# WORK TASK:
Using the material below, count the lines that contain the word "Duration" and report the number only.
..........
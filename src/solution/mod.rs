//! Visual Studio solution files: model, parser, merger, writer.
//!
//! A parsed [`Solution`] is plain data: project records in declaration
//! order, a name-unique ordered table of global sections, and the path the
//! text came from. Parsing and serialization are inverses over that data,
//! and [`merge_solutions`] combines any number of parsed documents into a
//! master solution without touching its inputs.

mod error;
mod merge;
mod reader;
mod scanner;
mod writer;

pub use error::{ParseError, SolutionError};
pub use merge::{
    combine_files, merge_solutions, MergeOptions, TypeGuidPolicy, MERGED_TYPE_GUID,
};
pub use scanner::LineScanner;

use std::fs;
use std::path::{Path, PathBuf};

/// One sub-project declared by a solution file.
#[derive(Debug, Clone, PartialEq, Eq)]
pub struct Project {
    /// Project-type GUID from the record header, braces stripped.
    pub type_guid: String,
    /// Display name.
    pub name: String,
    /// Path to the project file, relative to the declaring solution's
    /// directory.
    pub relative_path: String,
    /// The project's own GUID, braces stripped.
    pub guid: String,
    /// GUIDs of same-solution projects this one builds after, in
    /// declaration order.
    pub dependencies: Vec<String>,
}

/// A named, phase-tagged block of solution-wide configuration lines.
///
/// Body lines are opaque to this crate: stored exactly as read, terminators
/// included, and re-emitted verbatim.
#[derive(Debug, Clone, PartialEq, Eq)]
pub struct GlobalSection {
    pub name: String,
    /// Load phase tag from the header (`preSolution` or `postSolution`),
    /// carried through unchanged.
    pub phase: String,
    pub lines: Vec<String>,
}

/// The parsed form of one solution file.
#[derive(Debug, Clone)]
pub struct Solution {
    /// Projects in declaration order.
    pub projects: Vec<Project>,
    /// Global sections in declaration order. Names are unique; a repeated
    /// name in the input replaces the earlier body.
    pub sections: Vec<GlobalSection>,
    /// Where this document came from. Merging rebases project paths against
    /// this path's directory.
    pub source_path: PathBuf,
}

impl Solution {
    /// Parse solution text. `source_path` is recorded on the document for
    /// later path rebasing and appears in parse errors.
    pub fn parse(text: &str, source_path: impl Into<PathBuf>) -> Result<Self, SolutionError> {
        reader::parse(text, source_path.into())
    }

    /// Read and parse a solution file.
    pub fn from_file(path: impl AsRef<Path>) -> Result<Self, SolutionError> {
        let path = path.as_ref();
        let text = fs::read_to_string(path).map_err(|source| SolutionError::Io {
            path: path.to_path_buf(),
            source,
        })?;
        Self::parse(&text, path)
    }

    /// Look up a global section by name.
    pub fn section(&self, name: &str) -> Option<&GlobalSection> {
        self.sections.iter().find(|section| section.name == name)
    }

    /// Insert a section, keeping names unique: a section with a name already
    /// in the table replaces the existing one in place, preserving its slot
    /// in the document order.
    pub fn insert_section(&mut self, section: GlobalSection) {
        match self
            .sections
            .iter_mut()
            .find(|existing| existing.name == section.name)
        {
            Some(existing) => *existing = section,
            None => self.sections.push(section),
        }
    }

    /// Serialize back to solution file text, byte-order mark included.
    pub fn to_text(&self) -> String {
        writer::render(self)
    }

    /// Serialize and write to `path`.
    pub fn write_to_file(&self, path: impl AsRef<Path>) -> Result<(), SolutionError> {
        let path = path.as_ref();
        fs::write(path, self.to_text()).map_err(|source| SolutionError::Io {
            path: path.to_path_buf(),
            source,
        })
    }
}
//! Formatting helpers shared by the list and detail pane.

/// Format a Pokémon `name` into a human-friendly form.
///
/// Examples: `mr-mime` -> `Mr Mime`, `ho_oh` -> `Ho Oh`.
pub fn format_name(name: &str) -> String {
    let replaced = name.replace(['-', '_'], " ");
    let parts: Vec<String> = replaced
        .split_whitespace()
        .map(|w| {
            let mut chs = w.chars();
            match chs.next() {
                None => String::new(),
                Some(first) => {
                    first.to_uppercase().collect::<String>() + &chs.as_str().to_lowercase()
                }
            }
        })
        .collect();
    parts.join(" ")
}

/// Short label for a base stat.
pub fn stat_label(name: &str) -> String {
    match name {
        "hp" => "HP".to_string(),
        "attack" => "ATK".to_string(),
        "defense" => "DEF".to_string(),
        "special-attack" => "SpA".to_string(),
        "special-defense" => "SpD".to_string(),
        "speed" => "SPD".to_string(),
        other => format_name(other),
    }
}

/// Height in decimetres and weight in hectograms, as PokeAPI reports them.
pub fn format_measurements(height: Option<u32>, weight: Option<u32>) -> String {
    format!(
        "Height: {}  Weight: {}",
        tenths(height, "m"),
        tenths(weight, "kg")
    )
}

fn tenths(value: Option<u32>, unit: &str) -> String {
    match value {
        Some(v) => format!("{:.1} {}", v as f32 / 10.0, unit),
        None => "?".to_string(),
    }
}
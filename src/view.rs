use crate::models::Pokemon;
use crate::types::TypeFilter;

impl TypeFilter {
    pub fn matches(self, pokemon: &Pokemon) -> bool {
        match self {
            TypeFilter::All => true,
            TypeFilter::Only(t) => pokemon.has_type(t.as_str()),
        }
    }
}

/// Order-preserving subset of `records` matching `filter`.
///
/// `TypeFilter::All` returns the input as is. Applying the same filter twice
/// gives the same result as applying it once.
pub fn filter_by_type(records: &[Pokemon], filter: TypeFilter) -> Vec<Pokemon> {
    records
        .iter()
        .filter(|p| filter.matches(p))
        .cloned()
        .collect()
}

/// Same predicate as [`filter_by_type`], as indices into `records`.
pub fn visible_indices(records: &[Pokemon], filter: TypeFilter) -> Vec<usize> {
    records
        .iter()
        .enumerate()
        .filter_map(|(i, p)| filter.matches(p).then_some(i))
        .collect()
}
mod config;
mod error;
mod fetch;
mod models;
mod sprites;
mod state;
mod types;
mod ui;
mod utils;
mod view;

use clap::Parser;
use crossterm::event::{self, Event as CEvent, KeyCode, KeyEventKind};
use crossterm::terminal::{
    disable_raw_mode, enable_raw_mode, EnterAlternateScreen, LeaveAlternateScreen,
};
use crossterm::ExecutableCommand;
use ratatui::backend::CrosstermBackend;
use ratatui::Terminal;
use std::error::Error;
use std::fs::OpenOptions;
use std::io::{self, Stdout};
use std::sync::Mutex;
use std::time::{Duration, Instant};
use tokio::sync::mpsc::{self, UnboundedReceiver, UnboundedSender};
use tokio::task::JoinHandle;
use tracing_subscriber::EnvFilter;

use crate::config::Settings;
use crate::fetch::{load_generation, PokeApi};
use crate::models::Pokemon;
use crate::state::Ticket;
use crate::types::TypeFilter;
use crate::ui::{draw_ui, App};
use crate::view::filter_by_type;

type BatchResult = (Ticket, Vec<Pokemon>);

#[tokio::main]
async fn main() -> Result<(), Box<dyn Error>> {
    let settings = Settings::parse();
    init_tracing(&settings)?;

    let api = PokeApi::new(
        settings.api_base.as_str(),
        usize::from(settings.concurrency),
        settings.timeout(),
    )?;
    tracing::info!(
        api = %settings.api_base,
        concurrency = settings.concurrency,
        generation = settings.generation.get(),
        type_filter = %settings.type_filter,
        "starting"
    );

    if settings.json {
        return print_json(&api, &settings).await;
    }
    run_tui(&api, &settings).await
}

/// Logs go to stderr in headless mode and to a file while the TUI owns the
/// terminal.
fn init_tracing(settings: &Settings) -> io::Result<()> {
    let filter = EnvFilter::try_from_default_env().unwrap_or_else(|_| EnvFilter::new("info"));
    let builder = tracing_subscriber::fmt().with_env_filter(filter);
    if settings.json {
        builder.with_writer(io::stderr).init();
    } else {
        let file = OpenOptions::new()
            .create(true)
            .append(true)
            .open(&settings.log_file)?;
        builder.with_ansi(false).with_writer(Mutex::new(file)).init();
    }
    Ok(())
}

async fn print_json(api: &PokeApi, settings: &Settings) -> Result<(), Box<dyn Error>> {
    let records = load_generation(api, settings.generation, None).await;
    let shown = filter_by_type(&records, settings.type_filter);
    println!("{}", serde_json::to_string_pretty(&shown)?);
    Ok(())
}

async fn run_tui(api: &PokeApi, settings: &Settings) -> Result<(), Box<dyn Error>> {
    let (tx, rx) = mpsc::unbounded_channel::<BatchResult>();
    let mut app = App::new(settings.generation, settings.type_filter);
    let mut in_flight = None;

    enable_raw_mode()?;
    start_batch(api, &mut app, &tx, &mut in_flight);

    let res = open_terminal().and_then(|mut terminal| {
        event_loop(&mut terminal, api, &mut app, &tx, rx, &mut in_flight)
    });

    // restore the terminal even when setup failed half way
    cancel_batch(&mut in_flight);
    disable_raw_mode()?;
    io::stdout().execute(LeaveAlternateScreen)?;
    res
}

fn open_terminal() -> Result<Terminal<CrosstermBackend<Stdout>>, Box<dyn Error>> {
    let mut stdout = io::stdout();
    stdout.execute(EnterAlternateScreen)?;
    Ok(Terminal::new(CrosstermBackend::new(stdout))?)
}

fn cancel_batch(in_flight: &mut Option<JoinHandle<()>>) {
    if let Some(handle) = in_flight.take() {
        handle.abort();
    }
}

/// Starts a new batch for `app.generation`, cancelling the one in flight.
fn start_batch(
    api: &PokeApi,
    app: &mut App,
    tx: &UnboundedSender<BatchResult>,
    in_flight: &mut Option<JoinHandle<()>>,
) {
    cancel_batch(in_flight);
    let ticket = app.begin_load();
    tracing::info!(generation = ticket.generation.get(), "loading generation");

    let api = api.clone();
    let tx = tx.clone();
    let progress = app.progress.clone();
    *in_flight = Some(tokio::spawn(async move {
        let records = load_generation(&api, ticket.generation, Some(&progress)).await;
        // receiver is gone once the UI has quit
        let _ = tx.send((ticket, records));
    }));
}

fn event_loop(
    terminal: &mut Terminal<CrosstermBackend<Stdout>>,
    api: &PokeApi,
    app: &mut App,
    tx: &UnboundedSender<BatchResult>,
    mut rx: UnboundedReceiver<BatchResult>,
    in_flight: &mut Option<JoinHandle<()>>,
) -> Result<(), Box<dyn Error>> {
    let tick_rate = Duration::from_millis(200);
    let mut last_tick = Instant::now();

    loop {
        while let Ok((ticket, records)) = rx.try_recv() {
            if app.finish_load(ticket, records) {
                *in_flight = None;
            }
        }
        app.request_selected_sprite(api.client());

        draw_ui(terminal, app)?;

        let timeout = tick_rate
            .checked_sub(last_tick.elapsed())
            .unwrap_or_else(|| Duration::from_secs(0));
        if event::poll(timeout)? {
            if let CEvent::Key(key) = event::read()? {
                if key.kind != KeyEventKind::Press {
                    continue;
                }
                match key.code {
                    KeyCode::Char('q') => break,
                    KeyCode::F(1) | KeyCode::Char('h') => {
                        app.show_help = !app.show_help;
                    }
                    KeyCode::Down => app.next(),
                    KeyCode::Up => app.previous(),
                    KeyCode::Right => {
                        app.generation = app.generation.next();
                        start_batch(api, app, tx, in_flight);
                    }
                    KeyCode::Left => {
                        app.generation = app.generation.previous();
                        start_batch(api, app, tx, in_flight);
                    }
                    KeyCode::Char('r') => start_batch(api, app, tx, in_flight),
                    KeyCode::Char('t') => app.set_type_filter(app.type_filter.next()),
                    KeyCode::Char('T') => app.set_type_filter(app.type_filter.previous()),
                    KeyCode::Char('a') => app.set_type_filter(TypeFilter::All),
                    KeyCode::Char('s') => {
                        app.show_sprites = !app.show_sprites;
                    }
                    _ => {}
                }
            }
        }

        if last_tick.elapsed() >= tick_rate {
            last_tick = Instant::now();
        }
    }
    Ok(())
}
..........
# ANSWER SECTION:
3